What is a load profile?

A load profile shows how your energy demand changes over a 24-hour period, from meter data that your energy retailer can provide on request or via a web portal linked to your account.

Meter data starts and ends at midnight and is usually in half-hour or 15-minute intervals. The vertical axis shows your energy demand in kilowatts as it changes over this time. The less your energy demand, the lower the curve.

A load profile can also be called ‘interval data’ and is a very useful tool for analysing your energy consumption. For example, a load profile can identify equipment that is running unnecessarily at night or may show you spikes in your energy consumption that hint at inefficient operation of equipment. Changes in your profile from summer to spring or autumn can give you an idea of the energy use needed for cooling in a building.

You use load profiles to help you identify how you can be more energy efficient, and they can also help you to size your solar PV installation.

What is a combined load profile?

A combined load profile adds the demand for all your sites to show you the overall energy demand of your organisation. This information is particularly important when you buy energy via a renewable energy Power Purchase Agreement that is supply-linked.

Building up a combined load profile

In this blog post, we build a combined load profile for a metropolitan local government.
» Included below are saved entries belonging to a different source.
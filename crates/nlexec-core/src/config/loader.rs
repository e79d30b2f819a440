//! Configuration loader for YAML files and environment resolution

use crate::config::types::*;
use crate::errors::PipelineError;
use std::env;
use std::path::Path;
use tokio::fs;

pub struct ConfigLoader;

impl ConfigLoader {
    /// Load configuration from a YAML file
    pub async fn from_file<P: AsRef<Path>>(path: P) -> Result<NlexecConfig, PipelineError> {
        let path = path.as_ref();
        let content = fs::read_to_string(path).await.map_err(|e| {
            PipelineError::ConfigError(format!(
                "Failed to read config file {}: {}",
                path.display(),
                e
            ))
        })?;
        Self::from_str(&content)
    }

    /// Load configuration from a YAML string
    pub fn from_str(content: &str) -> Result<NlexecConfig, PipelineError> {
        let mut config: NlexecConfig = if content.trim().is_empty() {
            NlexecConfig::default()
        } else {
            serde_yaml::from_str(content).map_err(|e| {
                PipelineError::ConfigError(format!("Failed to parse YAML config: {}", e))
            })?
        };
        Self::resolve_llm_auth(&mut config.llm);
        config.validate()?;
        Ok(config)
    }

    /// Defaults used when no configuration file is given.
    pub fn defaults() -> Result<NlexecConfig, PipelineError> {
        Self::from_str("")
    }

    fn resolve_llm_auth(llm: &mut LlmConfig) {
        if let Some(env_var) = &llm.auth.api_key_env {
            match env::var(env_var) {
                Ok(api_key) => llm.auth.api_key = Some(api_key),
                Err(_) => log::warn!("API key variable {} is not set", env_var),
            }
        }
        if llm.auth.api_key.is_none()
            && llm.auth.api_key_env.is_none()
            && llm.provider != LlmProvider::Ollama
        {
            if let Ok(api_key) = env::var("OPENAI_API_KEY") {
                llm.auth.api_key = Some(api_key);
            }
        }
    }
}

#[cfg(test)]
mod tests {
    use super::*;
    use crate::core_types::SandboxBackend;
    use crate::deps::Lookup;
    use serial_test::serial;
    use std::io::Write;
    use std::time::Duration;

    #[test]
    fn test_empty_config_uses_defaults() {
        let config = ConfigLoader::from_str("").unwrap();
        assert_eq!(config.llm.provider, LlmProvider::OpenAI);
        assert_eq!(config.llm.effective_model(), "gpt-4.1-mini");
        assert_eq!(config.llm.timeout_seconds, 60);
        assert_eq!(config.sandbox.backend, SandboxBackend::Docker);
        assert_eq!(config.sandbox.image, "python:3.11-slim");
        assert_eq!(config.sandbox.limits().wall_clock_timeout, Duration::from_secs(10));
        assert_eq!(config.sandbox.memory_mb, 256);
        assert!(!config.sandbox.allow_network);
        assert_eq!(config.pipeline.max_repair_attempts, 1);
        assert!(config.pipeline.static_repair);
    }

    #[test]
    fn test_full_config_parses() {
        let yaml = r#"
llm:
  provider: ollama
  model: qwen2.5-coder
  fallback_models: [llama3.1]
  temperature: 0.0
  timeout_seconds: 30
sandbox:
  backend: process
  cpu: 0.5
  memory_mb: 128
  timeout_seconds: 3
pipeline:
  max_repair_attempts: 2
  static_repair: false
  history_file: /tmp/nlexec-history.jsonl
imports:
  entries:
    sqrt: "from math import sqrt"
  ambiguous: [random]
"#;
        let config = ConfigLoader::from_str(yaml).unwrap();
        assert_eq!(config.llm.provider, LlmProvider::Ollama);
        assert_eq!(config.llm.fallback_models, vec!["llama3.1".to_string()]);
        assert_eq!(config.sandbox.backend, SandboxBackend::Process);
        assert_eq!(config.pipeline.max_repair_attempts, 2);
        assert!(!config.pipeline.static_repair);

        let table = config.imports.build_table();
        assert!(matches!(table.lookup("sqrt"), Lookup::Resolved(_)));
        assert!(matches!(table.lookup("random"), Lookup::Ambiguous(_)));
    }

    #[test]
    fn test_custom_provider() {
        let yaml = "llm:\n  provider:\n    custom:\n      base_url: http://localhost:8000/v1\n";
        let config = ConfigLoader::from_str(yaml).unwrap();
        assert_eq!(
            config.llm.provider,
            LlmProvider::Custom {
                base_url: "http://localhost:8000/v1".to_string()
            }
        );
    }

    #[test]
    fn test_invalid_values_are_rejected() {
        for yaml in [
            "sandbox:\n  timeout_seconds: 0\n",
            "sandbox:\n  cpu: 0\n",
            "sandbox:\n  memory_mb: 4\n",
            "imports:\n  entries:\n    foo: bar\n",
            "llm:\n  provider:\n    custom:\n      base_url: localhost\n",
        ] {
            let err = ConfigLoader::from_str(yaml).unwrap_err();
            assert!(matches!(err, PipelineError::ConfigError(_)), "{}", yaml);
        }
        assert!(ConfigLoader::from_str("llm: [").is_err());
    }

    #[test]
    #[serial]
    fn test_api_key_env_is_resolved() {
        std::env::set_var("NLEXEC_TEST_KEY", "sk-test");
        let config =
            ConfigLoader::from_str("llm:\n  auth:\n    api_key_env: NLEXEC_TEST_KEY\n").unwrap();
        assert_eq!(config.llm.auth.api_key.as_deref(), Some("sk-test"));
        std::env::remove_var("NLEXEC_TEST_KEY");
    }

    #[tokio::test]
    async fn test_from_file() {
        let mut file = tempfile::NamedTempFile::new().unwrap();
        writeln!(file, "sandbox:\n  backend: process").unwrap();
        let config = ConfigLoader::from_file(file.path()).await.unwrap();
        assert_eq!(config.sandbox.backend, SandboxBackend::Process);

        let missing = ConfigLoader::from_file("/nonexistent/nlexec.yaml").await;
        assert!(matches!(missing, Err(PipelineError::ConfigError(_))));
    }
}
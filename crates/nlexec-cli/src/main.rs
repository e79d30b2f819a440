use anyhow::{Context, Result};
use clap::{Parser, Subcommand, ValueEnum};
use log::LevelFilter;
use nlexec_core::generator::normalize::{inspect_entry, normalize};
use nlexec_core::{
    ArtifactOrigin, CodeArtifact, ConfigLoader, DependencyRepairer, HeuristicAnalyzer,
    NlexecConfig, Pipeline, PipelineOutcome, ProcessResponse, Query, QueryAnalysis,
    QueryAnalyzer, QueryOptions, SandboxBackend,
};
use std::collections::BTreeMap;
use std::path::{Path, PathBuf};
use std::sync::Arc;
use tokio_util::sync::CancellationToken;

const DEFAULT_CONFIG_FILE: &str = "nlexec.yaml";

#[derive(Parser, Debug)]
#[clap(name = "nlexec", author, version, about = "Natural-language requests to sandboxed Python")]
struct Cli {
    #[clap(subcommand)]
    command: Commands,

    #[clap(long, short, help = "YAML configuration file (default: ./nlexec.yaml when present)")]
    config: Option<PathBuf>,

    #[clap(long, short, default_value = "info")]
    log_level: String,

    #[clap(long, help = "Write logs to this file instead of stderr")]
    log_file: Option<PathBuf>,
}

#[derive(Subcommand, Debug)]
enum Commands {
    /// Generate, repair and execute code for a request
    Run {
        query: String,
        #[clap(flatten)]
        exec: ExecArgs,
    },
    /// Print the structured analysis of a request
    Analyze { query: String },
    /// Add missing imports to a Python file and print the result
    Repair {
        file: PathBuf,
        #[clap(long, help = "Print the dependency report as JSON")]
        json: bool,
    },
    /// Repair and execute an existing Python file
    Exec {
        file: PathBuf,
        #[clap(flatten)]
        exec: ExecArgs,
    },
}

#[derive(clap::Args, Debug)]
struct ExecArgs {
    #[clap(long, help = "Wall clock limit in seconds")]
    timeout: Option<u64>,
    #[clap(long, help = "Model identifier overriding the configured one")]
    model: Option<String>,
    #[clap(long)]
    allow_network: bool,
    #[clap(long)]
    max_repair_attempts: Option<u32>,
    #[clap(long, help = "Execute even when static repair leaves names unresolved")]
    no_static_repair: bool,
    #[clap(long, value_enum)]
    backend: Option<Backend>,
    #[clap(long = "arg", value_name = "NAME=VALUE", help = "Override a parameter default")]
    args: Vec<String>,
    #[clap(long, help = "Print the response as JSON")]
    json: bool,
}

#[derive(Debug, Clone, Copy, ValueEnum)]
enum Backend {
    Docker,
    Process,
}

impl From<Backend> for SandboxBackend {
    fn from(backend: Backend) -> Self {
        match backend {
            Backend::Docker => SandboxBackend::Docker,
            Backend::Process => SandboxBackend::Process,
        }
    }
}

impl ExecArgs {
    fn options(&self) -> Result<QueryOptions> {
        let mut arguments = BTreeMap::new();
        for arg in &self.args {
            let (name, value) = arg
                .split_once('=')
                .with_context(|| format!("Argument '{}' is not NAME=VALUE", arg))?;
            let value = serde_json::from_str(value)
                .unwrap_or_else(|_| serde_json::Value::String(value.to_string()));
            arguments.insert(name.trim().to_string(), value);
        }
        Ok(QueryOptions {
            timeout_seconds: self.timeout,
            model_id: self.model.clone(),
            allow_network: self.allow_network.then_some(true),
            max_repair_attempts: self.max_repair_attempts,
            static_repair: self.no_static_repair.then_some(false),
            sandbox: self.backend.map(SandboxBackend::from),
            arguments,
        })
    }
}

fn init_logging(cli: &Cli) -> Result<()> {
    let log_level_filter = cli.log_level.parse().unwrap_or(LevelFilter::Info);
    let mut builder = env_logger::Builder::new();
    builder.filter_level(log_level_filter);
    if let Some(path) = &cli.log_file {
        let log_file = std::fs::OpenOptions::new()
            .create(true)
            .append(true)
            .open(path)
            .with_context(|| format!("Failed to open log file {}", path.display()))?;
        builder.target(env_logger::Target::Pipe(Box::new(log_file)));
    }
    builder.init();
    Ok(())
}

async fn load_config(path: Option<&Path>) -> Result<NlexecConfig> {
    let config = match path {
        Some(path) => ConfigLoader::from_file(path).await?,
        None if Path::new(DEFAULT_CONFIG_FILE).exists() => {
            ConfigLoader::from_file(DEFAULT_CONFIG_FILE).await?
        }
        None => ConfigLoader::defaults()?,
    };
    Ok(config)
}

/// Cancels the token on Ctrl-C.
fn cancel_on_interrupt() -> CancellationToken {
    let cancel = CancellationToken::new();
    let trigger = cancel.clone();
    tokio::spawn(async move {
        if tokio::signal::ctrl_c().await.is_ok() {
            log::info!("Interrupted; cancelling");
            trigger.cancel();
        }
    });
    cancel
}

fn provided_artifact(source: &str) -> CodeArtifact {
    match inspect_entry(source) {
        Some((entry_point_name, parameters)) => CodeArtifact {
            source_text: source.to_string(),
            entry_point_name,
            parameters,
            description: "Provided program".to_string(),
            origin: ArtifactOrigin::Provided,
        },
        None => {
            let normalized = normalize(source, &QueryAnalysis::generic(), "Provided program.");
            CodeArtifact {
                source_text: normalized.source_text,
                entry_point_name: normalized.entry_point_name,
                parameters: normalized.parameters,
                description: "Provided program".to_string(),
                origin: ArtifactOrigin::Provided,
            }
        }
    }
}

fn print_response(response: &ProcessResponse, json: bool) -> Result<()> {
    if json {
        println!("{}", serde_json::to_string_pretty(response)?);
        return Ok(());
    }
    if let Some(code) = &response.code {
        println!("```python\n{}\n```", code.trim_end());
    }
    if let Some(result) = response.result.as_ref().filter(|r| !r.stdout.is_empty()) {
        println!("--- stdout ---\n{}", result.stdout.trim_end());
    }
    match (&response.output, &response.error) {
        (Some(output), _) => println!("Result: {}", output),
        (None, Some(error)) => println!("Error: {}", error),
        (None, None) => {}
    }
    println!("{}", response.explanation);
    Ok(())
}

fn finish(outcome: PipelineOutcome, json: bool) -> Result<()> {
    let response = outcome.response();
    print_response(&response, json)?;
    if !response.success {
        std::process::exit(1);
    }
    Ok(())
}

#[tokio::main]
async fn main() -> Result<()> {
    let cli = Cli::parse();
    init_logging(&cli)?;
    let config = load_config(cli.config.as_deref()).await?;

    match &cli.command {
        Commands::Analyze { query } => {
            let analysis = HeuristicAnalyzer::new().analyze(query);
            println!("{}", serde_json::to_string_pretty(&analysis)?);
        }
        Commands::Repair { file, json } => {
            let source = tokio::fs::read_to_string(file)
                .await
                .with_context(|| format!("Failed to read {}", file.display()))?;
            let repairer = DependencyRepairer::new(Arc::new(config.imports.build_table()));
            let (repaired, report) = repairer.repair(&provided_artifact(&source));
            if *json {
                println!(
                    "{}",
                    serde_json::to_string_pretty(&serde_json::json!({
                        "code": repaired.source_text,
                        "report": report,
                    }))?
                );
            } else {
                print!("{}", repaired.source_text);
                if !report.unresolved.is_empty() {
                    eprintln!(
                        "Unresolved: {}",
                        report.unresolved.iter().cloned().collect::<Vec<_>>().join(", ")
                    );
                }
            }
            if !report.is_resolved() {
                std::process::exit(1);
            }
        }
        Commands::Run { query, exec } => {
            let pipeline = Pipeline::from_config(config)?;
            let query = Query::new(query.clone()).with_options(exec.options()?);
            let cancel = cancel_on_interrupt();
            let outcome = pipeline.process(&query, &cancel).await;
            finish(outcome, exec.json)?;
        }
        Commands::Exec { file, exec } => {
            let source = tokio::fs::read_to_string(file)
                .await
                .with_context(|| format!("Failed to read {}", file.display()))?;
            let pipeline = Pipeline::from_config(config)?;
            let query = Query::new(file.display().to_string()).with_options(exec.options()?);
            let cancel = cancel_on_interrupt();
            let outcome = pipeline
                .execute_artifact(&query, provided_artifact(&source), &cancel)
                .await;
            finish(outcome, exec.json)?;
        }
    }
    Ok(())
}
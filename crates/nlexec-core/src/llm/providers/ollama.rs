use crate::config::LlmConfig;
use crate::errors::ModelError;
use crate::llm::{CompletionParams, LanguageModel};
use async_trait::async_trait;
use reqwest::Client;
use serde_json::{json, Value};

pub const DEFAULT_OLLAMA_URL: &str = "http://localhost:11434";

/// Client for a local Ollama server's non-streaming generate endpoint.
#[derive(Debug, Clone)]
pub struct OllamaClient {
    client: Client,
    base_url: String,
    model: String,
}

impl OllamaClient {
    pub fn new(model: String) -> Self {
        Self {
            client: Client::new(),
            base_url: DEFAULT_OLLAMA_URL.to_string(),
            model,
        }
    }

    pub fn with_base_url(mut self, base_url: String) -> Self {
        self.base_url = base_url.trim_end_matches('/').to_string();
        self
    }

    fn build_request_body(&self, prompt: &str, params: &CompletionParams) -> Value {
        json!({
            "model": self.model,
            "prompt": prompt,
            "system": params.system_prompt,
            "stream": false,
            "options": {
                "temperature": params.temperature,
                "num_predict": params.max_tokens,
            },
        })
    }
}

#[async_trait]
impl LanguageModel for OllamaClient {
    fn model_id(&self) -> &str {
        &self.model
    }

    async fn complete(&self, prompt: &str, params: &CompletionParams) -> Result<String, ModelError> {
        let url = format!("{}/api/generate", self.base_url);
        log::debug!("Ollama request to {} (model {})", url, self.model);

        let unavailable = |e: reqwest::Error| {
            if e.is_timeout() {
                ModelError::Timeout {
                    model: self.model.clone(),
                    seconds: params.timeout.as_secs(),
                }
            } else {
                ModelError::Unavailable {
                    model: self.model.clone(),
                    message: e.to_string(),
                }
            }
        };

        let response = self
            .client
            .post(&url)
            .timeout(params.timeout)
            .json(&self.build_request_body(prompt, params))
            .send()
            .await
            .map_err(unavailable)?;
        let status = response.status();
        let response_text = response.text().await.map_err(unavailable)?;

        if !status.is_success() {
            // Ollama answers 404 for models that are not pulled.
            return Err(ModelError::Unavailable {
                model: self.model.clone(),
                message: format!("status {}: {}", status, response_text),
            });
        }

        let response_json: Value = serde_json::from_str(&response_text)
            .map_err(|e| ModelError::InvalidResponse(format!("Invalid JSON response: {}", e)))?;
        response_json["response"]
            .as_str()
            .map(|s| s.to_string())
            .ok_or_else(|| ModelError::InvalidResponse("Response has no 'response' field".to_string()))
    }
}

pub fn create_client(config: &LlmConfig, model: &str) -> OllamaClient {
    let client = OllamaClient::new(model.to_string());
    match &config.base_url {
        Some(base_url) => client.with_base_url(base_url.clone()),
        None => client,
    }
}
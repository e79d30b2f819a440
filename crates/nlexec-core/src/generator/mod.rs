//! Code generation: extension handlers first, the language model otherwise.

pub mod extract;
pub mod normalize;

use crate::core_types::{ArtifactOrigin, CodeArtifact, QueryAnalysis};
use crate::errors::PipelineError;
use crate::extensions::ExtensionRegistry;
use crate::llm::{CompletionParams, LanguageModel};
use std::fmt::Write as _;
use std::sync::Arc;
use tokio_util::sync::CancellationToken;

pub use extract::extract_code;
pub use normalize::{normalize, Normalized};

#[derive(Clone)]
pub struct CodeGenerator {
    registry: Arc<ExtensionRegistry>,
    model: Arc<dyn LanguageModel>,
    params: CompletionParams,
}

impl CodeGenerator {
    pub fn new(
        registry: Arc<ExtensionRegistry>,
        model: Arc<dyn LanguageModel>,
        params: CompletionParams,
    ) -> Self {
        Self {
            registry,
            model,
            params,
        }
    }

    /// Same registry and parameters, different model.
    pub fn with_model(&self, model: Arc<dyn LanguageModel>) -> Self {
        Self {
            model,
            ..self.clone()
        }
    }

    pub fn model_id(&self) -> &str {
        self.model.model_id()
    }

    pub async fn generate(
        &self,
        query_text: &str,
        analysis: &QueryAnalysis,
        cancel: &CancellationToken,
    ) -> Result<CodeArtifact, PipelineError> {
        if let Some(handler) = self.registry.find_handler(query_text, analysis) {
            log::info!("Extension handler '{}' matched the query", handler.name());
            return Ok(handler.generate(query_text, analysis));
        }

        let prompt = build_prompt(query_text, analysis);
        log::info!("Requesting code from model '{}'", self.model.model_id());
        let response = tokio::select! {
            _ = cancel.cancelled() => {
                log::info!("Model call abandoned after cancellation");
                return Err(PipelineError::Cancelled);
            }
            response = self.model.complete(&prompt, &self.params) => response?,
        };

        let source = extract_code(&response)?;
        let summary = summarize(query_text, analysis);
        let normalized = normalize(&source, analysis, &summary);
        log::debug!(
            "Normalized model output to entry point '{}' with {} parameter(s)",
            normalized.entry_point_name,
            normalized.parameters.len()
        );

        Ok(CodeArtifact {
            source_text: normalized.source_text,
            entry_point_name: normalized.entry_point_name,
            parameters: normalized.parameters,
            description: summary,
            origin: ArtifactOrigin::Model {
                model_id: self.model.model_id().to_string(),
            },
        })
    }
}

/// The query plus structured hints from the analysis.
pub fn build_prompt(query_text: &str, analysis: &QueryAnalysis) -> String {
    let mut prompt = format!("Task: {}\n", query_text.trim());
    let _ = writeln!(prompt, "Kind of task: {}", analysis.query_type);
    if let Some(shape) = analysis.shape {
        let _ = writeln!(prompt, "Shape: {}", shape);
    }
    if let Some(expression) = &analysis.expression {
        let _ = writeln!(prompt, "Expression: {}", expression);
    }
    if !analysis.detected_variables.is_empty() {
        prompt.push_str("Values found in the task (use them as parameters with these defaults):\n");
        for variable in &analysis.detected_variables {
            let _ = writeln!(prompt, "- {} = {}", variable.name, variable.value.to_python());
        }
    }
    prompt.push_str(
        "Write one Python function that solves the task and returns the result. \
         Every parameter needs a default value.",
    );
    prompt
}

fn summarize(query_text: &str, analysis: &QueryAnalysis) -> String {
    let kind = analysis.query_type.to_string();
    let mut chars = kind.chars();
    let kind = match chars.next() {
        Some(first) => first.to_uppercase().chain(chars).collect::<String>(),
        None => kind,
    };
    let first_line = query_text.lines().map(str::trim).find(|l| !l.is_empty()).unwrap_or("");
    format!("{} task: {}", kind, first_line)
}
//! Errors surfaced to the person asking a question

use memochat_providers::ProviderError;
use std::time::Duration;
use thiserror::Error;

#[derive(Error, Debug)]
pub enum ChatError {
    /// Nothing was asked. No state changes.
    #[error("Please provide a question.")]
    EmptyInput,

    /// Model id or sampling parameters outside the accepted set. No state changes.
    #[error("Invalid parameters: {0}")]
    InvalidParameters(String),

    /// The completion call failed. The question stays in the transcript.
    #[error("Generation failed: {0}")]
    Generation(#[from] ProviderError),

    #[error("Generation timed out after {0:?}")]
    Timeout(Duration),

    #[error("Generation cancelled")]
    Cancelled,
}

impl ChatError {
    /// Whether the request reached the provider stage.
    ///
    /// When true the user turn has already been recorded.
    pub fn is_generation_failure(&self) -> bool {
        matches!(
            self,
            ChatError::Generation(_) | ChatError::Timeout(_) | ChatError::Cancelled
        )
    }
}
//! Model registry - single source of truth for the selectable models

use serde::{Deserialize, Serialize};

/// One selectable model
#[derive(Debug, Clone, Serialize, Deserialize, PartialEq, Eq)]
pub struct ModelSpec {
    pub id: String,
    pub display_name: String,
    #[serde(default)]
    pub owned_by: String,
}

/// The completion provider and the closed set of models it serves
#[derive(Debug, Clone, Serialize, Deserialize)]
pub struct ProviderSpec {
    pub name: String,
    pub display_name: String,
    pub env_key: String,
    pub default_api_base: String,
    pub default_model: String,
    pub models: Vec<ModelSpec>,
}

/// Registry of available models
pub struct ProviderRegistry {
    spec: ProviderSpec,
}

impl ProviderRegistry {
    /// Create a registry from the built-in model list
    pub fn new() -> Self {
        Self {
            spec: Self::default_spec(),
        }
    }

    /// Provider metadata
    pub fn spec(&self) -> &ProviderSpec {
        &self.spec
    }

    /// All models in selector order
    pub fn models(&self) -> &[ModelSpec] {
        &self.spec.models
    }

    /// Model ids in selector order
    pub fn model_ids(&self) -> Vec<&str> {
        self.spec.models.iter().map(|m| m.id.as_str()).collect()
    }

    /// Find a model by exact id. Ids are matched literally, no normalization.
    pub fn find_model(&self, id: &str) -> Option<&ModelSpec> {
        self.spec.models.iter().find(|m| m.id == id)
    }

    pub fn is_supported(&self, id: &str) -> bool {
        self.find_model(id).is_some()
    }

    pub fn default_model(&self) -> &str {
        &self.spec.default_model
    }

    fn default_spec() -> ProviderSpec {
        let yaml = include_str!("models.yaml");
        serde_yaml::from_str(yaml).expect("Failed to parse built-in model list")
    }
}

impl Default for ProviderRegistry {
    fn default() -> Self {
        Self::new()
    }
}

#[cfg(test)]
mod tests {
    use super::*;

    #[test]
    fn test_models_in_selector_order() {
        let registry = ProviderRegistry::new();
        assert_eq!(
            registry.model_ids(),
            vec![
                "gemma2-9b-it",
                "llama3-groq-70b-8192-tool-use-preview",
                "llama-3.1-8b-instant",
                "lama3-groq-8b-8192-tool-use-preview",
            ]
        );
    }

    #[test]
    fn test_default_model_is_listed() {
        let registry = ProviderRegistry::new();
        assert_eq!(registry.default_model(), "gemma2-9b-it");
        assert!(registry.is_supported(registry.default_model()));
    }

    #[test]
    fn test_model_ids_match_literally() {
        let registry = ProviderRegistry::new();
        assert!(registry.is_supported("lama3-groq-8b-8192-tool-use-preview"));
        assert!(!registry.is_supported("llama3-groq-8b-8192-tool-use-preview"));
        assert!(!registry.is_supported("GEMMA2-9B-IT"));
    }

    #[test]
    fn test_provider_metadata() {
        let registry = ProviderRegistry::new();
        let spec = registry.spec();
        assert_eq!(spec.name, "groq");
        assert_eq!(spec.env_key, "GROQ_API_KEY");
        assert_eq!(spec.default_api_base, "https://api.groq.com/openai/v1");
    }
}
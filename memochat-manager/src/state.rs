use chrono::{DateTime, Utc};
use memochat_agent::{GenerationParams, ResponseGenerator};
use memochat_core::config::Config;
use memochat_core::session::{SessionManager, Turn};
use memochat_providers::{GroqClient, LLMProvider, ProviderResult};
use serde::{Deserialize, Serialize};
use std::sync::Arc;

/// Shared state behind every route
#[derive(Clone)]
pub struct AppState {
    pub generator: Arc<ResponseGenerator>,
    pub sessions: Arc<SessionManager>,
    /// Sidebar values used when a request leaves a setting out
    pub defaults: GenerationParams,
}

impl AppState {
    pub fn new(generator: ResponseGenerator, defaults: GenerationParams) -> Self {
        Self {
            generator: Arc::new(generator),
            sessions: Arc::new(SessionManager::new()),
            defaults,
        }
    }

    /// Wire the Groq client and chat defaults from a validated config
    pub fn from_config(config: &Config) -> ProviderResult<Self> {
        let provider: Arc<dyn LLMProvider> = Arc::new(GroqClient::from_config(config)?);
        Ok(Self::new(
            ResponseGenerator::from_defaults(provider, &config.chat),
            GenerationParams::from_defaults(&config.chat),
        ))
    }

    /// Fill unset request fields from the defaults
    pub fn params(
        &self,
        model: Option<String>,
        temperature: Option<f64>,
        max_tokens: Option<u32>,
    ) -> GenerationParams {
        GenerationParams::new(
            model.unwrap_or_else(|| self.defaults.model.clone()),
            temperature.unwrap_or(self.defaults.temperature),
            max_tokens.unwrap_or(self.defaults.max_tokens),
        )
    }
}

/// `?session=` on the page routes
#[derive(Debug, Clone, Default, Deserialize)]
pub struct PageQuery {
    pub session: Option<String>,
}

/// Page form submission: the question plus the sidebar values
#[derive(Debug, Clone, Deserialize)]
pub struct AskForm {
    pub session: String,
    #[serde(default)]
    pub question: String,
    pub model: Option<String>,
    pub temperature: Option<f64>,
    pub max_tokens: Option<u32>,
}

#[derive(Debug, Clone, Deserialize)]
pub struct ChatRequest {
    pub session: Option<String>,
    pub message: String,
    pub model: Option<String>,
    pub temperature: Option<f64>,
    pub max_tokens: Option<u32>,
}

#[derive(Debug, Clone, Serialize)]
pub struct ChatResponse {
    pub session: String,
    pub reply: String,
    pub transcript: Vec<Turn>,
}

#[derive(Debug, Clone, Serialize)]
pub struct TranscriptResponse {
    pub session: String,
    pub transcript: Vec<Turn>,
    pub created_at: DateTime<Utc>,
    pub updated_at: DateTime<Utc>,
}

#[derive(Debug, Clone, Serialize)]
pub struct ErrorResponse {
    pub error: String,
    #[serde(skip_serializing_if = "Option::is_none")]
    pub session: Option<String>,
}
Figure 1 shows the combined demand of small sites, like small libraries, amenities blocks, community halls and childcare centres.

Energy demand typically rises sharply in the morning as people start to use these facilities, and it falls as people leave them in the evening. At night there is usually demand for appliances, small servers and emergency and exit lights.

Figure 1: The energy demand of small sites

Now, we are adding the electricity demand for large sites on top of the small sites. Examples for large sites are central administration offices & chambers, depots and aquatic centres. Night demand for depots and offices may be low with good after-hours controls. However, pools are usually heated all the time and can be energy-intensive at night.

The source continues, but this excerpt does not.